» Description of the task:
Extract, from the records beneath this instruction, each line that contains the word "path".

» Stored dataset items:
===

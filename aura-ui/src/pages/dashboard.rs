//! Dashboard Page
//!
//! Greeting, health snapshot, activity and risk charts.

use leptos::*;
use leptos_router::*;

use aura::health::{DASHBOARD_STATS, FLAGGED_CHROMOSOMES};
use aura::routing::Route as Page;
use aura::visual::dashboard_chromosomes;

use crate::api;
use crate::components::{ActivityChart, ChromosomeGrid, DonutChart, HeartBeat, StatCardView};
use crate::state::use_app_state;

#[component]
pub fn Dashboard() -> impl IntoView {
    let state = use_app_state();
    let name = move || {
        state
            .session
            .with(|s| s.user().map(|u| u.display_name().to_string()))
            .unwrap_or_else(|| "User".to_string())
    };
    let has_result = api::load_result().is_some();

    view! {
        <div class="container mx-auto px-4 py-8 space-y-8">
            <div class="flex items-center justify-between">
                <div>
                    <h1 class="text-3xl font-bold">{move || format!("Hello, {}", name())}</h1>
                    <p class="text-gray-400 mt-1">"Your genomic health at a glance"</p>
                </div>
                <HeartBeat />
            </div>

            <section class="grid grid-cols-2 md:grid-cols-4 gap-4">
                {DASHBOARD_STATS
                    .iter()
                    .map(|card| view! { <StatCardView card=*card /> })
                    .collect_view()}
            </section>

            <div class="grid md:grid-cols-2 gap-8">
                <section class="bg-[#0f1629] rounded-xl p-6 border border-[#1a2744]">
                    <h2 class="text-xl font-semibold mb-4">"Weekly Activity"</h2>
                    <ActivityChart />
                </section>

                <section class="bg-[#0f1629] rounded-xl p-6 border border-[#1a2744]">
                    <h2 class="text-xl font-semibold mb-4">"Risk Distribution"</h2>
                    <DonutChart />
                </section>
            </div>

            <section class="bg-[#0f1629] rounded-xl p-6 border border-[#1a2744]">
                <div class="flex items-center justify-between mb-4">
                    <h2 class="text-xl font-semibold">"Chromosome Analysis"</h2>
                    <span class="text-sm text-gray-400">
                        {format!("{} regions flagged", FLAGGED_CHROMOSOMES.len())}
                    </span>
                </div>
                <ChromosomeGrid cells=dashboard_chromosomes() />
            </section>

            <section class="grid md:grid-cols-2 gap-4">
                <A href=Page::Upload.path() class="bg-[#0077cc] hover:bg-[#1a9bff] rounded-xl p-6 font-medium">
                    "🧬 Upload genomic data"
                </A>
                {has_result.then(|| view! {
                    <A href=Page::Results.path() class="bg-[#0f1629] hover:border-[#0077cc] border border-[#1a2744] rounded-xl p-6 font-medium">
                        "📊 View latest results"
                    </A>
                })}
            </section>
        </div>
    }
}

===

» Your solution:
                <A href=Page::Upload.path() class="bg-[#0077cc] hover:bg-[#1a9bff] rounded-xl p-6 font-medium">
                    <A href=Page::Results.path() class="bg-[#0f1629] hover:border-[#0077cc] border border-[#1a2744] rounded-xl p-6 font-medium">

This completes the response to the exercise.